The data is 64 pixels.
So let me come up here to this one because it's easier to see.
And there's 8 by 8 or 64 total pixels
and of course the numbers typically are in the center,
those are where the pixels that have the most information.
So typically these techniques are going to highlight those pixels.
So you can imagine that 8 being drawn here,
and a 7, and a 4, and a 6.
You could see why some of these pixels are getting hit more and more,
because there's a lot of variation in them.
The rest of this notebook just walks through
different techniques again on those same two datasets.
One other thing I did want to mention before I go on is this,
we've now taken the digit dataset and we've written it out as
one big plot that's a single pixel wide,
but 64 pixels long to show the idea of changing in
this case the threshold and
how the pixels that we actually use for our classification change.

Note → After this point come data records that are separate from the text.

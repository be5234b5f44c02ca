//! Inline markup: `**emphasis**` and `[n]` citation markers.
//!
//! Text is HTML-escaped first, then the two substitutions run in a fixed
//! order. Neither pattern contains an escapable character, so escaping
//! never breaks a marker and the substitutions never see raw markup.

use std::sync::LazyLock;

use regex::Regex;

/// Non-greedy `**…**`, one line at a time.
static STRONG_RE: LazyLock<Regex> =
    LazyLock::new(|| Regex::new(r"\*\*(.*?)\*\*").expect("strong regex"));

/// `[n]` with one or more digits.
static CITATION_RE: LazyLock<Regex> =
    LazyLock::new(|| Regex::new(r"\[(\d+)\]").expect("citation regex"));

/// Render a plain-text fragment to HTML with inline markup expanded.
pub fn render_inline(text: &str) -> String {
    let escaped = escape_html(text);
    let strong = STRONG_RE.replace_all(&escaped, "<strong>$1</strong>");
    CITATION_RE
        .replace_all(&strong, r#"<span class="source-link">[$1]</span>"#)
        .into_owned()
}

/// Escape the five HTML metacharacters.
pub fn escape_html(s: &str) -> String {
    let mut out = String::with_capacity(s.len());
    for ch in s.chars() {
        match ch {
            '&' => out.push_str("&amp;"),
            '<' => out.push_str("&lt;"),
            '>' => out.push_str("&gt;"),
            '"' => out.push_str("&quot;"),
            '\'' => out.push_str("&#x27;"),
            _ => out.push(ch),
        }
    }
    out
}

#[cfg(test)]
mod tests {
    use super::*;

    #[test]
    fn emphasis_and_citation() {
        assert_eq!(
            render_inline("**Load** rose [3]"),
            r#"<strong>Load</strong> rose <span class="source-link">[3]</span>"#
        );
    }

    #[test]
    fn emphasis_is_non_greedy() {
        assert_eq!(
            render_inline("**a** and **b**"),
            "<strong>a</strong> and <strong>b</strong>"
        );
    }

    #[test]
    fn unmatched_markers_pass_through() {
        assert_eq!(render_inline("5 ** 2 and [x]"), "5 ** 2 and [x]");
        assert_eq!(render_inline("[12a]"), "[12a]");
    }

    #[test]
    fn multi_digit_citation() {
        assert_eq!(
            render_inline("see [12]"),
            r#"see <span class="source-link">[12]</span>"#
        );
    }

    #[test]
    fn hostile_markup_is_escaped() {
        let out = render_inline(r#"<script>alert("x")</script> **bold & brave**"#);
        assert!(!out.contains("<script>"));
        assert!(out.starts_with("&lt;script&gt;alert(&quot;x&quot;)&lt;/script&gt;"));
        assert!(out.ends_with("<strong>bold &amp; brave</strong>"));
    }

    #[test]
    fn escape_html_escapes_special_chars() {
        assert_eq!(escape_html("a < b > c"), "a &lt; b &gt; c");
        assert_eq!(escape_html("it's"), "it&#x27;s");
        assert_eq!(escape_html("plain"), "plain");
    }
}
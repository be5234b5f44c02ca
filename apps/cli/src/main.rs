//! PowerNI CLI: render the weekly energy market report and manage the
//! local newsletter subscription list.

mod commands;

use clap::Parser;
use color_eyre::eyre::Result;

use commands::Cli;

#[tokio::main]
async fn main() -> Result<()> {
    color_eyre::install()?;
    let cli = Cli::parse();
    commands::init_tracing(&cli);
    commands::run(cli).await
}
//! Newsletter subscription store.
//!
//! Validates and deduplicates email addresses against a persisted list kept
//! in a [`KeyValueStore`] under a single collection key.
//!
//! Invariants:
//! - no two entries share the same `email` (exact, case-sensitive match)
//! - entries are only ever appended, in submission order
//! - the in-memory list changes only after the store accepted the new list
//! - deduplication runs against the persisted list, not the snapshot taken at
//!   load, so separate handles on one database never drop each other's entries

use std::sync::LazyLock;

use chrono::{SecondsFormat, Utc};
use regex::Regex;
use thiserror::Error;
use tokio::sync::Mutex;
use tracing::{debug, info, instrument, warn};

use powerni_shared::{PowerniError, SubscriptionEntry};
use powerni_storage::KeyValueStore;

/// Shown after a successful submission.
pub const SUCCESS_MESSAGE: &str = "Successfully subscribed to the newsletter!";

static EMAIL_RE: LazyLock<Regex> =
    LazyLock::new(|| Regex::new(r"^[^\s@]+@[^\s@]+\.[^\s@]+$").expect("email regex"));

/// Why a submission was rejected.
#[derive(Debug, Error, Clone, PartialEq, Eq)]
pub enum SubscriptionError {
    #[error("Please enter a valid email address")]
    InvalidFormat,

    #[error("This email is already subscribed")]
    DuplicateEmail,

    #[error("subscription store error: {0}")]
    Persistence(String),
}

impl From<PowerniError> for SubscriptionError {
    fn from(e: PowerniError) -> Self {
        Self::Persistence(e.to_string())
    }
}

impl SubscriptionError {
    /// Text suitable for showing next to the form.
    pub fn user_message(&self) -> String {
        match self {
            Self::Persistence(_) => "An error occurred. Please try again.".to_string(),
            other => other.to_string(),
        }
    }
}

/// `local@domain.tld` shape, ASCII only.
pub fn is_valid_email(candidate: &str) -> bool {
    candidate.is_ascii() && EMAIL_RE.is_match(candidate)
}

/// Validation and deduplication without touching any store.
pub fn check_submission(
    candidate: &str,
    existing: &[SubscriptionEntry],
) -> Result<(), SubscriptionError> {
    if !is_valid_email(candidate) {
        return Err(SubscriptionError::InvalidFormat);
    }
    if existing.iter().any(|entry| entry.email == candidate) {
        return Err(SubscriptionError::DuplicateEmail);
    }
    Ok(())
}

// ---------------------------------------------------------------------------
// SubscriptionStore
// ---------------------------------------------------------------------------

/// The subscription list plus the store it is persisted in.
pub struct SubscriptionStore<S> {
    store: S,
    key: String,
    entries: Mutex<Vec<SubscriptionEntry>>,
}

impl<S: KeyValueStore> SubscriptionStore<S> {
    /// Read the persisted list under `key`. A key that was never written
    /// yields an empty list.
    #[instrument(skip_all, fields(key = %key))]
    pub async fn load(store: S, key: &str) -> Result<Self, SubscriptionError> {
        let entries: Vec<SubscriptionEntry> = store
            .load(key)
            .await?
            .unwrap_or_default();

        debug!(count = entries.len(), "subscriptions loaded");

        Ok(Self {
            store,
            key: key.to_string(),
            entries: Mutex::new(entries),
        })
    }

    /// Snapshot of the current entries, in submission order.
    pub async fn entries(&self) -> Vec<SubscriptionEntry> {
        self.entries.lock().await.clone()
    }

    pub async fn len(&self) -> usize {
        self.entries.lock().await.len()
    }

    pub async fn is_empty(&self) -> bool {
        self.entries.lock().await.is_empty()
    }

    /// Validate, deduplicate, append and persist `candidate`.
    ///
    /// Returns the updated list. The persisted list is re-read, checked and
    /// rewritten in one store `update` cycle while the local lock is held.
    #[instrument(skip_all)]
    pub async fn submit(
        &self,
        candidate: &str,
    ) -> Result<Vec<SubscriptionEntry>, SubscriptionError> {
        if !is_valid_email(candidate) {
            debug!("rejected malformed email");
            return Err(SubscriptionError::InvalidFormat);
        }

        let mut entries = self.entries.lock().await;
        let outcome = self
            .store
            .update_list(
                &self.key,
                |mut current: Vec<SubscriptionEntry>| -> Result<
                    (Vec<SubscriptionEntry>, Vec<SubscriptionEntry>),
                    SubscriptionError,
                > {
                    check_submission(candidate, &current)?;
                    current.push(SubscriptionEntry {
                        email: candidate.to_string(),
                        timestamp: Utc::now().to_rfc3339_opts(SecondsFormat::Millis, true),
                    });
                    let updated = current.clone();
                    Ok((current, updated))
                },
            )
            .await;

        match outcome {
            Ok(updated) => {
                *entries = updated.clone();
                info!(count = updated.len(), "subscription added");
                Ok(updated)
            }
            Err(SubscriptionError::Persistence(detail)) => {
                warn!(error = %detail, "failed to persist subscription list");
                Err(SubscriptionError::Persistence(detail))
            }
            Err(e) => Err(e),
        }
    }
}
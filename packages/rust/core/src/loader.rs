//! Report loading: local file or http(s) URL, with bounded retry.
//!
//! A report that cannot be loaded ends up as [`ReportState::Failed`] so the
//! page can say so, rather than sitting in the loading state forever.

use std::path::PathBuf;
use std::time::Duration;

use reqwest::Client;
use tracing::{info, instrument, warn};
use url::Url;

use powerni_shared::{PowerniError, Report, ReportConfig, Result, expand_home};

/// User-Agent string for report requests.
const USER_AGENT: &str = concat!("PowerNI/", env!("CARGO_PKG_VERSION"));

// ---------------------------------------------------------------------------
// ReportSource
// ---------------------------------------------------------------------------

/// Where a report document lives.
#[derive(Debug, Clone, PartialEq, Eq)]
pub enum ReportSource {
    Url(Url),
    File(PathBuf),
}

impl ReportSource {
    /// `http://` / `https://` become URLs; anything else is a file path.
    pub fn parse(raw: &str) -> Result<Self> {
        let raw = raw.trim();
        if raw.is_empty() {
            return Err(PowerniError::validation("report source is empty"));
        }

        if raw.starts_with("http://") || raw.starts_with("https://") {
            let url = Url::parse(raw).map_err(|e| {
                PowerniError::validation(format!("invalid report URL '{raw}': {e}"))
            })?;
            return Ok(Self::Url(url));
        }

        Ok(Self::File(expand_home(raw)?))
    }
}

impl std::fmt::Display for ReportSource {
    fn fmt(&self, f: &mut std::fmt::Formatter<'_>) -> std::fmt::Result {
        match self {
            Self::Url(url) => write!(f, "{url}"),
            Self::File(path) => write!(f, "{}", path.display()),
        }
    }
}

// ---------------------------------------------------------------------------
// Options and state
// ---------------------------------------------------------------------------

/// Retry and timeout settings for loading a report.
#[derive(Debug, Clone)]
pub struct FetchOptions {
    /// Per-request timeout in seconds (URLs only).
    pub timeout_secs: u64,
    /// Total attempts; values below 1 still make one attempt.
    pub max_attempts: u32,
    /// Attempt `n` is followed by a `n * retry_backoff_ms` pause.
    pub retry_backoff_ms: u64,
}

impl Default for FetchOptions {
    fn default() -> Self {
        Self {
            timeout_secs: 10,
            max_attempts: 3,
            retry_backoff_ms: 500,
        }
    }
}

impl From<&ReportConfig> for FetchOptions {
    fn from(config: &ReportConfig) -> Self {
        Self {
            timeout_secs: config.timeout_secs,
            max_attempts: config.max_attempts,
            retry_backoff_ms: config.retry_backoff_ms,
        }
    }
}

/// What the view knows about the report.
#[derive(Debug, Clone, PartialEq)]
pub enum ReportState {
    /// Nothing loaded yet.
    Loading,
    Ready(Report),
    /// Every attempt failed; `message` is the last error.
    Failed { message: String, attempts: u32 },
}

// ---------------------------------------------------------------------------
// Loading
// ---------------------------------------------------------------------------

/// Load and parse a report, retrying transient failures.
pub async fn load_report(source: &ReportSource, opts: &FetchOptions) -> Result<Report> {
    load_with_retry(source, opts).await.0
}

/// Load a report and fold the outcome into a [`ReportState`].
pub async fn load_report_state(source: &ReportSource, opts: &FetchOptions) -> ReportState {
    match load_with_retry(source, opts).await {
        (Ok(report), _) => ReportState::Ready(report),
        (Err(e), attempts) => ReportState::Failed {
            message: e.to_string(),
            attempts,
        },
    }
}

/// Returns the outcome and the number of attempts made.
#[instrument(skip_all, fields(source = %source))]
async fn load_with_retry(source: &ReportSource, opts: &FetchOptions) -> (Result<Report>, u32) {
    let client = match source {
        ReportSource::Url(_) => match build_client(opts) {
            Ok(client) => Some(client),
            Err(e) => return (Err(e), 0),
        },
        ReportSource::File(_) => None,
    };

    let max_attempts = opts.max_attempts.max(1);
    let mut attempt = 1;

    loop {
        match fetch_once(source, client.as_ref()).await {
            Ok(report) => {
                info!(attempt, subject = %report.subject, "report loaded");
                return (Ok(report), attempt);
            }
            Err(e) => {
                // A document that parses badly will parse badly next time too.
                let retryable = e.is_transient();
                warn!(attempt, max_attempts, retryable, error = %e, "report load failed");

                if !retryable || attempt >= max_attempts {
                    return (Err(e), attempt);
                }

                let pause = opts.retry_backoff_ms.saturating_mul(u64::from(attempt));
                tokio::time::sleep(Duration::from_millis(pause)).await;
                attempt += 1;
            }
        }
    }
}

async fn fetch_once(source: &ReportSource, client: Option<&Client>) -> Result<Report> {
    let body = match (source, client) {
        (ReportSource::File(path), _) => tokio::fs::read_to_string(path)
            .await
            .map_err(|e| PowerniError::io(path, e))?,
        (ReportSource::Url(url), Some(client)) => fetch_text(client, url).await?,
        (ReportSource::Url(url), None) => {
            return Err(PowerniError::Network(format!("{url}: no HTTP client")));
        }
    };

    serde_json::from_str(&body).map_err(|e| PowerniError::parse(format!("{source}: {e}")))
}

/// Build a reqwest client with appropriate settings.
fn build_client(opts: &FetchOptions) -> Result<Client> {
    Client::builder()
        .user_agent(USER_AGENT)
        .timeout(Duration::from_secs(opts.timeout_secs))
        .build()
        .map_err(|e| PowerniError::Network(format!("failed to build HTTP client: {e}")))
}

async fn fetch_text(client: &Client, url: &Url) -> Result<String> {
    let response = client
        .get(url.clone())
        .send()
        .await
        .map_err(|e| PowerniError::Network(format!("{url}: {e}")))?;

    let status = response.status();
    if !status.is_success() {
        return Err(PowerniError::Network(format!("{url}: HTTP {status}")));
    }

    response
        .text()
        .await
        .map_err(|e| PowerniError::Network(format!("{url}: failed to read body: {e}")))
}

#[cfg(test)]
mod tests {
    use super::*;
    use powerni_shared::ReportContent;

    fn fixture_path(name: &str) -> PathBuf {
        std::path::Path::new(env!("CARGO_MANIFEST_DIR"))
            .join("../../../fixtures")
            .join(name)
    }

    fn fast_retry(max_attempts: u32) -> FetchOptions {
        FetchOptions {
            timeout_secs: 5,
            max_attempts,
            retry_backoff_ms: 1,
        }
    }

    #[test]
    fn fetch_options_come_straight_from_report_config() {
        let config = powerni_shared::ReportConfig {
            max_attempts: 7,
            ..Default::default()
        };
        let opts = FetchOptions::from(&config);
        assert_eq!(opts.timeout_secs, 10);
        assert_eq!(opts.max_attempts, 7);
        assert_eq!(opts.retry_backoff_ms, 500);
    }

    #[test]
    fn source_parse_distinguishes_urls_and_paths() {
        assert!(matches!(
            ReportSource::parse("https://example.com/report.json").unwrap(),
            ReportSource::Url(_)
        ));
        assert_eq!(
            ReportSource::parse(" public/report.json ").unwrap(),
            ReportSource::File(PathBuf::from("public/report.json"))
        );
        assert!(ReportSource::parse("   ").is_err());
        assert!(ReportSource::parse("http://").is_err());
    }

    #[tokio::test]
    async fn loads_fixture_from_file() {
        let source = ReportSource::File(fixture_path("json/report.monolithic.json"));
        let report = load_report(&source, &fast_retry(1)).await.expect("load");
        assert!(matches!(report.content, ReportContent::Monolithic(_)));
    }

    #[tokio::test]
    async fn missing_file_fails_after_all_attempts() {
        let source = ReportSource::File(fixture_path("json/does-not-exist.json"));
        let state = load_report_state(&source, &fast_retry(3)).await;
        match state {
            ReportState::Failed { attempts, message } => {
                assert_eq!(attempts, 3);
                assert!(message.contains("does-not-exist.json"));
            }
            other => panic!("expected Failed, got {other:?}"),
        }
    }

    #[tokio::test]
    async fn malformed_json_is_not_retried() {
        let tmp = std::env::temp_dir().join(format!("powerni_bad_{}.json", uuid::Uuid::now_v7()));
        std::fs::write(&tmp, "{\"subject\": ").unwrap();
        let state = load_report_state(&ReportSource::File(tmp), &fast_retry(5)).await;
        match state {
            ReportState::Failed { attempts, message } => {
                assert_eq!(attempts, 1);
                assert!(message.starts_with("malformed report document"));
            }
            other => panic!("expected Failed, got {other:?}"),
        }
    }

    #[tokio::test]
    async fn fetches_report_over_http() {
        let server = wiremock::MockServer::start().await;
        let body = std::fs::read_to_string(fixture_path("json/report.split.json"))
            .expect("read split fixture");

        wiremock::Mock::given(wiremock::matchers::method("GET"))
            .and(wiremock::matchers::path("/report.json"))
            .respond_with(wiremock::ResponseTemplate::new(200).set_body_string(&body))
            .mount(&server)
            .await;

        let source = ReportSource::parse(&format!("{}/report.json", server.uri())).unwrap();
        let report = load_report(&source, &fast_retry(1)).await.expect("fetch");
        assert!(matches!(report.content, ReportContent::Split(_)));
    }

    #[tokio::test]
    async fn retries_server_errors_then_succeeds() {
        let server = wiremock::MockServer::start().await;
        let body = std::fs::read_to_string(fixture_path("json/report.split.json"))
            .expect("read split fixture");

        wiremock::Mock::given(wiremock::matchers::method("GET"))
            .and(wiremock::matchers::path("/report.json"))
            .respond_with(wiremock::ResponseTemplate::new(503))
            .up_to_n_times(2)
            .mount(&server)
            .await;

        wiremock::Mock::given(wiremock::matchers::method("GET"))
            .and(wiremock::matchers::path("/report.json"))
            .respond_with(wiremock::ResponseTemplate::new(200).set_body_string(&body))
            .mount(&server)
            .await;

        let source = ReportSource::parse(&format!("{}/report.json", server.uri())).unwrap();
        let state = load_report_state(&source, &fast_retry(3)).await;
        assert!(matches!(state, ReportState::Ready(_)));
    }

    #[tokio::test]
    async fn gives_up_after_max_attempts() {
        let server = wiremock::MockServer::start().await;

        wiremock::Mock::given(wiremock::matchers::method("GET"))
            .and(wiremock::matchers::path("/report.json"))
            .respond_with(wiremock::ResponseTemplate::new(404))
            .expect(2)
            .mount(&server)
            .await;

        let source = ReportSource::parse(&format!("{}/report.json", server.uri())).unwrap();
        let state = load_report_state(&source, &fast_retry(2)).await;
        match state {
            ReportState::Failed { attempts, message } => {
                assert_eq!(attempts, 2);
                assert!(message.contains("404"));
            }
            other => panic!("expected Failed, got {other:?}"),
        }
    }
}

When we use a very low variance threshold only those pixels on the edge.
So, 0, 1, 2 and then sort of 8,
9, those are used.
The middle pixels aren't, so you can see most of the middle pixels are
selectively used for this particular variance thresholding.
As we increase the threshold, however,
we lose more and more pixels because only those with the greatest variance are selected.
So you can see when we've raised the threshold up to this value,
only these pixels out here are selected.
Such an interesting way to visualize the data.
We'll see this in some of the examples as well.
The rest of this notebook just walks through different techniques.
We have select k best and select percentile.
Both of them have different measurement functions that compute the mutual information,
or the ANOVA F-value,
or chi-squared statistic et cetera that allow you to perform these right.
When you say select k best,
you have to have a metric by which you've measure the k best or the percentile.
And that's these measures that we can use.
So this section talks about that,
walks you through applying those in different ways.
We also take our iris dataset and we add in random noise and see,
how well does this technique recover the actual features relative to the noise.
And generally it does a pretty good job,
you do a pretty good job of pulling those out.
We also look at these examples applied to their digit dataset,
and then next, we actually move into other types.
One of the powerful ways for recursive feature extraction,
where we recursively remove attributes when
we're trying things out and we see which are the most important features.
That's a great example of demonstrating that.
Another nice little map of our digit data we actually can encode the importance.
So here's the most important pixel with recursive feature extraction.
We can also then, as we move through this look at selecting from a model.
I talked about this,
we actually can use a classifier and we can use
that result from that classifier to tell us which are the most important pixels.
Decision tree based techniques are good for that.
We could also use other techniques as well.
And then lastly, we talk about employing this within
a pipeline and so I think we've gone through a lot of examples here.
One of these techniques are overly complex or mathematical,
they're all pretty simple and straightforward to understand.
We're making some sort of measurement of
the data and it's spread and we're going from there,
in terms of applying that to actually be able to do
interesting and powerful machine learning algorithms by only using a subset of the data.
The most important subset of the data.
So that I'm going to go ahead and stop.
If you have questions let us know in the course forum and good luck.